▶ [WHAT TO PRODUCE]: Your answer must be every line of the data below that holds the string "produces", copied exactly.

▶ [RECORDS FOR THE EXERCISE]:

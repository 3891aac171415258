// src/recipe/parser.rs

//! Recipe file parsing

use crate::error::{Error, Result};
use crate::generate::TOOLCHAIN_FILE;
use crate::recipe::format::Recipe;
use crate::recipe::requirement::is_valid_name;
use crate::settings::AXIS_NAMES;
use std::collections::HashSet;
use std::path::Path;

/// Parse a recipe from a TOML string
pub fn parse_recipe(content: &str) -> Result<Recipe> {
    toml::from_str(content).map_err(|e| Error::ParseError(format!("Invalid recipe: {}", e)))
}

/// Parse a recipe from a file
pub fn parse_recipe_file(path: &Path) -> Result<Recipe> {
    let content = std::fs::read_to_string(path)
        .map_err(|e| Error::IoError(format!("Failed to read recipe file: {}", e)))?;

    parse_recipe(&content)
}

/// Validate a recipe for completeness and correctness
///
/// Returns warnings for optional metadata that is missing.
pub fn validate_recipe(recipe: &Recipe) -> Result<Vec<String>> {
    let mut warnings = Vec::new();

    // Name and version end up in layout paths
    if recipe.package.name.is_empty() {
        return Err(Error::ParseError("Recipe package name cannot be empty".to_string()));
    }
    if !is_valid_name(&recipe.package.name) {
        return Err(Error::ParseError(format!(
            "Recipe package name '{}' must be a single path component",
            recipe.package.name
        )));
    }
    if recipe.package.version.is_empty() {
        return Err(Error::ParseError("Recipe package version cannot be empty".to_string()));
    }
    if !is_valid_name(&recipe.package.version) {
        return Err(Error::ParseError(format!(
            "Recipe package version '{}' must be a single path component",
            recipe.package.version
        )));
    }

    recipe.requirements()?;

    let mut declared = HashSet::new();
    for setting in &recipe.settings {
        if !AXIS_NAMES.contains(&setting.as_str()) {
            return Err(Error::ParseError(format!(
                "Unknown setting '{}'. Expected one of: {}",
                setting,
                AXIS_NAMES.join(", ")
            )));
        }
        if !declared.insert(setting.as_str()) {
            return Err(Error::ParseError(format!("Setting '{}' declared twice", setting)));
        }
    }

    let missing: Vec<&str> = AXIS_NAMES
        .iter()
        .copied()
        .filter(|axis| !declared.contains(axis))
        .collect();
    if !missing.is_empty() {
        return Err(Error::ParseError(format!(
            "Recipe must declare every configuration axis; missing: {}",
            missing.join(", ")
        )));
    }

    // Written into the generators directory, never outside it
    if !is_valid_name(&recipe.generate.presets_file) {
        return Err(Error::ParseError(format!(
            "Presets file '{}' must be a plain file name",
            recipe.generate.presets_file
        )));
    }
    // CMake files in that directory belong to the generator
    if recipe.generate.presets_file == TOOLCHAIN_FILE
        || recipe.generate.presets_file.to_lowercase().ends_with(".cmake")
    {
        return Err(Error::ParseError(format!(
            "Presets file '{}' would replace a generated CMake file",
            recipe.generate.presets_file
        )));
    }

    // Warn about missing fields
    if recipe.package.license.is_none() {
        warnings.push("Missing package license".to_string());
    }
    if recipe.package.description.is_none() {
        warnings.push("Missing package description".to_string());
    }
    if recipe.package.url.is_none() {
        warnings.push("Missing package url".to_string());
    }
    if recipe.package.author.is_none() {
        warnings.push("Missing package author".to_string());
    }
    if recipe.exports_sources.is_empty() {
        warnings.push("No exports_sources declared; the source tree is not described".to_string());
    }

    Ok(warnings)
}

...

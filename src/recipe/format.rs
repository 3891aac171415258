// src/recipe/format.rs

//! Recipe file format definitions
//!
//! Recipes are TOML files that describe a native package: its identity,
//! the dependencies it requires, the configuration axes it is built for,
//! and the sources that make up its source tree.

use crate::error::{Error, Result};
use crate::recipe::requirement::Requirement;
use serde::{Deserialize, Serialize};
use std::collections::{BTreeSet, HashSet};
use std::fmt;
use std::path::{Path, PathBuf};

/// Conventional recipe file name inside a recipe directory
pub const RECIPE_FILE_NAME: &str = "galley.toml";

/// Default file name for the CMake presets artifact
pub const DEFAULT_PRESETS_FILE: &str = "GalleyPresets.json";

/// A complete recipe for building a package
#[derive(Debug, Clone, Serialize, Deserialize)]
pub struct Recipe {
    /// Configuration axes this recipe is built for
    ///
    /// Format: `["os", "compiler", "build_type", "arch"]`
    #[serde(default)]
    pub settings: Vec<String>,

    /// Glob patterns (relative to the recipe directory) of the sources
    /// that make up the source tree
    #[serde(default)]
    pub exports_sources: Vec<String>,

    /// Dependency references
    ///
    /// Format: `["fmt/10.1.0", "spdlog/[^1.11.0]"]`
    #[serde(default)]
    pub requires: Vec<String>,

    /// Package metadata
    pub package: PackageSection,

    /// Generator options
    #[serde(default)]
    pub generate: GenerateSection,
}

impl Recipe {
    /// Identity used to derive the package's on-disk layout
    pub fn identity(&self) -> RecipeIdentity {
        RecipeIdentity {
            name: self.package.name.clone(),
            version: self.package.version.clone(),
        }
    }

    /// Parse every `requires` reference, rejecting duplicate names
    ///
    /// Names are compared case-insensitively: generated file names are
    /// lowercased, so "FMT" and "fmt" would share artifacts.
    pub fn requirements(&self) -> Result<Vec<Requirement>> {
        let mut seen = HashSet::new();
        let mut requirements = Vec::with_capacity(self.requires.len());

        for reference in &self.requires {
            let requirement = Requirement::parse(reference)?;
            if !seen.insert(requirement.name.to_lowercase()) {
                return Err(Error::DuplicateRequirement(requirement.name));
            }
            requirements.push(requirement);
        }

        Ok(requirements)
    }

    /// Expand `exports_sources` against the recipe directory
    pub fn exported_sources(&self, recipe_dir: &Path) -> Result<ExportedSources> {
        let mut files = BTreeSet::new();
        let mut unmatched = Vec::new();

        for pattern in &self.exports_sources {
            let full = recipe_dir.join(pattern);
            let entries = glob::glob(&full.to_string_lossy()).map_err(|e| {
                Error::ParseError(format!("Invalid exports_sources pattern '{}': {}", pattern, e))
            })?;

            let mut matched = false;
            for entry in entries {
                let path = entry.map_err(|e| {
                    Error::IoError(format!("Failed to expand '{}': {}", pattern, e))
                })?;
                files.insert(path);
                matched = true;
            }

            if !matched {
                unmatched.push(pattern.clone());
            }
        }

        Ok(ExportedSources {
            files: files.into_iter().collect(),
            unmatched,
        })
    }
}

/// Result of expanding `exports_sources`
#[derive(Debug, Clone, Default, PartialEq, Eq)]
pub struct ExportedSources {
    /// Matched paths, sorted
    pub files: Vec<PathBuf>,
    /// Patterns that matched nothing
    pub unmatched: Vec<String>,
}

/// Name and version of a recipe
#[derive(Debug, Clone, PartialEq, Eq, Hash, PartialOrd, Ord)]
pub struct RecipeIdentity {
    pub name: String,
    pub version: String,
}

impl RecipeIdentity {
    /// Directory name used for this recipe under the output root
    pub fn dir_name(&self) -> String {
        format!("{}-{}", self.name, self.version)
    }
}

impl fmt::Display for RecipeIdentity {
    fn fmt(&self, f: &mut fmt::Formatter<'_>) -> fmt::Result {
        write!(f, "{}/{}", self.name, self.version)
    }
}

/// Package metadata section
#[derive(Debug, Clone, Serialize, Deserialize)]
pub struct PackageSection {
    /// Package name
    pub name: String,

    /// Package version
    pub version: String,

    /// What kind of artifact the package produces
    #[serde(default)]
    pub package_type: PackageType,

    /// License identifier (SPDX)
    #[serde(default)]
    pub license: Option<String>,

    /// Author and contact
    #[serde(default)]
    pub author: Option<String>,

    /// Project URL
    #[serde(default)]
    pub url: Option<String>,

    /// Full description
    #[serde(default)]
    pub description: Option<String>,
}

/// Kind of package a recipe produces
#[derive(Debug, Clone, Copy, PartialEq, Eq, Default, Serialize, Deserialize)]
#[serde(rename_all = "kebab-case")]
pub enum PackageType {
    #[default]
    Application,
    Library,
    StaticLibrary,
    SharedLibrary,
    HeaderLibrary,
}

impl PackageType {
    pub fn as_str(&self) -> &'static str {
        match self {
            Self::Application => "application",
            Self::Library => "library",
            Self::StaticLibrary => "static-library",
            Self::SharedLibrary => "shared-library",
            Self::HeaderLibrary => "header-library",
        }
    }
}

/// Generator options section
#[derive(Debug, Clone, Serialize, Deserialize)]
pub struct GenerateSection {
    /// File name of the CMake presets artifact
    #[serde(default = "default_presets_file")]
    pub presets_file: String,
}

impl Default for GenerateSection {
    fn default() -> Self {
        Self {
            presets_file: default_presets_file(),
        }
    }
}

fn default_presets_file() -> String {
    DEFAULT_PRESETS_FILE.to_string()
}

---

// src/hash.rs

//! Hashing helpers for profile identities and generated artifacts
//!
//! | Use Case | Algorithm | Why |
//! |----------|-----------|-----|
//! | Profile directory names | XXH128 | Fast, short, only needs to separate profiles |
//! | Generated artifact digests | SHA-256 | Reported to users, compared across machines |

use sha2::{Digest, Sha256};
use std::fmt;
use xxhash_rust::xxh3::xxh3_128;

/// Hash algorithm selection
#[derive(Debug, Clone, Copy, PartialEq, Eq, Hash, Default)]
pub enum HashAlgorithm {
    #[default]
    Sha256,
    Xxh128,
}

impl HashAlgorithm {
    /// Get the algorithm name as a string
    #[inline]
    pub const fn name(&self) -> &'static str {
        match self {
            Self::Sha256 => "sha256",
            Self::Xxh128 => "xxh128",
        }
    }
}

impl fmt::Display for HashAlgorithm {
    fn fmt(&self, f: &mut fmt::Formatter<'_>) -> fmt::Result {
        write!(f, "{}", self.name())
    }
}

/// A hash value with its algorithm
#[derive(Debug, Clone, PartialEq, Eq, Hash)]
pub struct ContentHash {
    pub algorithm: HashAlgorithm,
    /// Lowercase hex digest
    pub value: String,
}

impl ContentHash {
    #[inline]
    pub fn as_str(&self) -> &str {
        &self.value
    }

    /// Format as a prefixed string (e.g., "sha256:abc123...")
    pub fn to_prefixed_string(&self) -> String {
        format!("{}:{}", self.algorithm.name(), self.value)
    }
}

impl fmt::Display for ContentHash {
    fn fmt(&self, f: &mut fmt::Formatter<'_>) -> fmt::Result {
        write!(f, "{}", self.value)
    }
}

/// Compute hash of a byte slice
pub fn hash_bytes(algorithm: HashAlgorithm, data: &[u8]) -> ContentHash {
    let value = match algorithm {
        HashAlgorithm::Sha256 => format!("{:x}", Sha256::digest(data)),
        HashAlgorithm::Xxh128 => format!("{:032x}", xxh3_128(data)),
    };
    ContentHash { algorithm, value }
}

▶ [RESPONSE]:
    /// What kind of artifact the package produces
/// Kind of package a recipe produces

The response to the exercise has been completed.